What you will do -> Every line of the records below that has the word "lines" should be copied.

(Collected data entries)
■ ■ ■ ■ ■

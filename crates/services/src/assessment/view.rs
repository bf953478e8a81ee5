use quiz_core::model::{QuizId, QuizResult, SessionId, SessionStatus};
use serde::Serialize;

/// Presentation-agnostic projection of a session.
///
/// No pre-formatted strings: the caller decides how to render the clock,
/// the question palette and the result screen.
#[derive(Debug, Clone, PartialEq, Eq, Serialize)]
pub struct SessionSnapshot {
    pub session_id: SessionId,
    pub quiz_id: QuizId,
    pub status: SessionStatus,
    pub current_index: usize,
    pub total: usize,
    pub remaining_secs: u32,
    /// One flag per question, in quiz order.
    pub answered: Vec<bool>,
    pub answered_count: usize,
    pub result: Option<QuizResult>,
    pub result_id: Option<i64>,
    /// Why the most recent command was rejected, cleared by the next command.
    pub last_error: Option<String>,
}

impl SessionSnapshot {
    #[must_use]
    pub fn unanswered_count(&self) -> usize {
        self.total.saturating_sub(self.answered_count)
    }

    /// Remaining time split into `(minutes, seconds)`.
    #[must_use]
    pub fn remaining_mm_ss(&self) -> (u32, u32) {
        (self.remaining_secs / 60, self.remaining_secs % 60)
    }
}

■ ■ ■ ■ ■

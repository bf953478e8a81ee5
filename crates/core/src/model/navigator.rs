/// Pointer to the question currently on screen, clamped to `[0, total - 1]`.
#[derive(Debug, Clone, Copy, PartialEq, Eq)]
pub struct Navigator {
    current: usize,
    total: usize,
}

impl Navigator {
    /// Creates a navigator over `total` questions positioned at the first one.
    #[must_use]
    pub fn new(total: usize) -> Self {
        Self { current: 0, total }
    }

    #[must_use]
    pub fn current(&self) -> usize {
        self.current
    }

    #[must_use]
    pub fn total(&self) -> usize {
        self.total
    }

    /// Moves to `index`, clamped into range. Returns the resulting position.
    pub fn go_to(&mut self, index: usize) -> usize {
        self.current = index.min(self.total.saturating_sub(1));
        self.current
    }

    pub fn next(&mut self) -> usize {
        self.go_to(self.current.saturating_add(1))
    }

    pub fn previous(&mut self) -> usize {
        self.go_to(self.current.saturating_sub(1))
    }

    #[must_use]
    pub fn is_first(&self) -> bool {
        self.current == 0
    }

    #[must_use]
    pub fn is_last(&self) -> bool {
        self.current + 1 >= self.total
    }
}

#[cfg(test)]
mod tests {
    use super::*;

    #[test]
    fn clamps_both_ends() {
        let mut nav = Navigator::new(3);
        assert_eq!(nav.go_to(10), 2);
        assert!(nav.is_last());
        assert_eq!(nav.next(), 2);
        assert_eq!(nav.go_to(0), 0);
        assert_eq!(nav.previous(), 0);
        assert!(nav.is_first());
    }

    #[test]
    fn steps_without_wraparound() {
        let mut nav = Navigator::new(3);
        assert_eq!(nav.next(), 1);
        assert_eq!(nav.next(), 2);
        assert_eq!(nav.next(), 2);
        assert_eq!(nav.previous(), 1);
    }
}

■ ■ ■ ■ ■

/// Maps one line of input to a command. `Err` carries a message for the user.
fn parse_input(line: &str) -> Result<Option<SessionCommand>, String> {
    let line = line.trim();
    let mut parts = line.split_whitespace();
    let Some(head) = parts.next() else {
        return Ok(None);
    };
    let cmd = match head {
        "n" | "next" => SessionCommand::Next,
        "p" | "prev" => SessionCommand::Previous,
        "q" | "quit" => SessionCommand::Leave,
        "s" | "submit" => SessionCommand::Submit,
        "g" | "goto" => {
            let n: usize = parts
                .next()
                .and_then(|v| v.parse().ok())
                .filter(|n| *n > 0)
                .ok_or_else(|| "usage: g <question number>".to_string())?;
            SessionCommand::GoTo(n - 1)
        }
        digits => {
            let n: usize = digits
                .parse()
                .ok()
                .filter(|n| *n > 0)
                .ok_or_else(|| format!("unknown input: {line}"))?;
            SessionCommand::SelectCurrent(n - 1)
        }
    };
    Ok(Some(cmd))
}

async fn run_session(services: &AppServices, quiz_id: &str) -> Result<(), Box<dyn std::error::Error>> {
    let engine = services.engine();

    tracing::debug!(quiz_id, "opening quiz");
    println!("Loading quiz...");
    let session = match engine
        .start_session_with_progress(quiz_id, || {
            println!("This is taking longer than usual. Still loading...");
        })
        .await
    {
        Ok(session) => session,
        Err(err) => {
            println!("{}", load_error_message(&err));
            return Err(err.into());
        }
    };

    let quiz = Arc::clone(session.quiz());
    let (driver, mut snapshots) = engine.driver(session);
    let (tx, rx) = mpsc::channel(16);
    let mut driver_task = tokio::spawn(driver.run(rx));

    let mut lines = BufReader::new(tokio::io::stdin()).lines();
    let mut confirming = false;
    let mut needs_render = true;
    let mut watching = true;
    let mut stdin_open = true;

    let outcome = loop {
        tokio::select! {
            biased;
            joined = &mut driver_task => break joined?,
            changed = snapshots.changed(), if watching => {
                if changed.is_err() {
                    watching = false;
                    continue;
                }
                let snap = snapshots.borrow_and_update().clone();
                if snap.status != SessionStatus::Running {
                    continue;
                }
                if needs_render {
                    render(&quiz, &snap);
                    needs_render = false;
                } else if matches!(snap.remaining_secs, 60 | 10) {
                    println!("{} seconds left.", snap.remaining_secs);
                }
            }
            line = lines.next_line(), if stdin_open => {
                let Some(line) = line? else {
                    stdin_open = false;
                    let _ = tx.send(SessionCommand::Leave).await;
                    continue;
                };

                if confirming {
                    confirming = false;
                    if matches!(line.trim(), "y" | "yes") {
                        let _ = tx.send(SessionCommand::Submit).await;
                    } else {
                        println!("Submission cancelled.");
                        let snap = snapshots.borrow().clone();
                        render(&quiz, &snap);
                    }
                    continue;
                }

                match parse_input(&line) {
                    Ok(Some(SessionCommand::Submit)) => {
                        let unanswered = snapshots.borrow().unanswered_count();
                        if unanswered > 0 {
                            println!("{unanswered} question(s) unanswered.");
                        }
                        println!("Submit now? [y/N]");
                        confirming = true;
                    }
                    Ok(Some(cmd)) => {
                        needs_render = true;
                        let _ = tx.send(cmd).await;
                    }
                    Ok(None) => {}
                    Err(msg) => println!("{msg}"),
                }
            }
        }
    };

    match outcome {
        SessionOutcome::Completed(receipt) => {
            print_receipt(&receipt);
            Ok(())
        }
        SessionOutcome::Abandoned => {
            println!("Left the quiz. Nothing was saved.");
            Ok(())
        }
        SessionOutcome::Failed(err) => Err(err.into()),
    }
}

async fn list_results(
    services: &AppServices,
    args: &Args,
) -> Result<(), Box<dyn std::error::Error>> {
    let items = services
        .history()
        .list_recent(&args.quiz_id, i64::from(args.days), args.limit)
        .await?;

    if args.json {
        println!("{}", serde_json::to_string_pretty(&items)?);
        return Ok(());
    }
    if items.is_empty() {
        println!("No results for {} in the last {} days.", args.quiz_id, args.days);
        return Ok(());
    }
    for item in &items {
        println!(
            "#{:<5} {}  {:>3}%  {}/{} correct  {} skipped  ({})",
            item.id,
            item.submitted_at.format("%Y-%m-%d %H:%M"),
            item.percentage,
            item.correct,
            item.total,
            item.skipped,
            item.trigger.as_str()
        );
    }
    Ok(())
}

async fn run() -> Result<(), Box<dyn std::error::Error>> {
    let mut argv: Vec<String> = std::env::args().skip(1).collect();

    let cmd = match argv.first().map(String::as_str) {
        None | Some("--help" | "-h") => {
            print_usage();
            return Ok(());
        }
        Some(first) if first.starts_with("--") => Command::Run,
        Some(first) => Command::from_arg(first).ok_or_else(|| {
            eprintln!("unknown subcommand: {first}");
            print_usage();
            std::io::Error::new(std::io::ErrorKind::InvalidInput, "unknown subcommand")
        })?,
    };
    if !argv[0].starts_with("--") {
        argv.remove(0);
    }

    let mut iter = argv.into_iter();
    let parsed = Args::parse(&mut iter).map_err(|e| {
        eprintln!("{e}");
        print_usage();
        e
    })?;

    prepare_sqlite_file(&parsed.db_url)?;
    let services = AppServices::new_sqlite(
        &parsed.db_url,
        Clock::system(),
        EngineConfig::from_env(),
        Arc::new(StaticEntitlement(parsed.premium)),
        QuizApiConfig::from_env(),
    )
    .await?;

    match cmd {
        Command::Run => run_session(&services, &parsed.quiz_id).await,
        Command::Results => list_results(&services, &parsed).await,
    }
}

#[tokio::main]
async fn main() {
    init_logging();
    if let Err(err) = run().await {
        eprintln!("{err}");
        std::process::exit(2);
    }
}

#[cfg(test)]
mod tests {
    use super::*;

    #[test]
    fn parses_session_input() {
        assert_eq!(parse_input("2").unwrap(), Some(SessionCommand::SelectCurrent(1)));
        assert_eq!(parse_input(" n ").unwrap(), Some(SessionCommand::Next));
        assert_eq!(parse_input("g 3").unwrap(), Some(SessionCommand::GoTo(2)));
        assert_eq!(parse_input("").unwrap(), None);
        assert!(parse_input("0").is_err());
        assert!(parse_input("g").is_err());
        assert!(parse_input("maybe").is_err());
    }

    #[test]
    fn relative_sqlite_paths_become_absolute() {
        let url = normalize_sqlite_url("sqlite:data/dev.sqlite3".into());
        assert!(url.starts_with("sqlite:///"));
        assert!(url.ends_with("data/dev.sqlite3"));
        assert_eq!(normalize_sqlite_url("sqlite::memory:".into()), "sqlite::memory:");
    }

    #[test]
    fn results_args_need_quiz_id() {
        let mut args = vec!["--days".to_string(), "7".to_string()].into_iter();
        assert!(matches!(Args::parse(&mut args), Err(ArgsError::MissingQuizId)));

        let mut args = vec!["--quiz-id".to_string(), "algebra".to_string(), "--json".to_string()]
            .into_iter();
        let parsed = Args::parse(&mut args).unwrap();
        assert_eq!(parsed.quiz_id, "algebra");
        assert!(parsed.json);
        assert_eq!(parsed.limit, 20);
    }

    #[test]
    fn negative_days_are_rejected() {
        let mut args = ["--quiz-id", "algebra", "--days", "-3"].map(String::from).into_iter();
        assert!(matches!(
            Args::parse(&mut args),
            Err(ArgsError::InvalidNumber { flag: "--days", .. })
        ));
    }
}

■ ■ ■ ■ ■

Finished task ->
    let mut lines = BufReader::new(tokio::io::stdin()).lines();
            line = lines.next_line(), if stdin_open => {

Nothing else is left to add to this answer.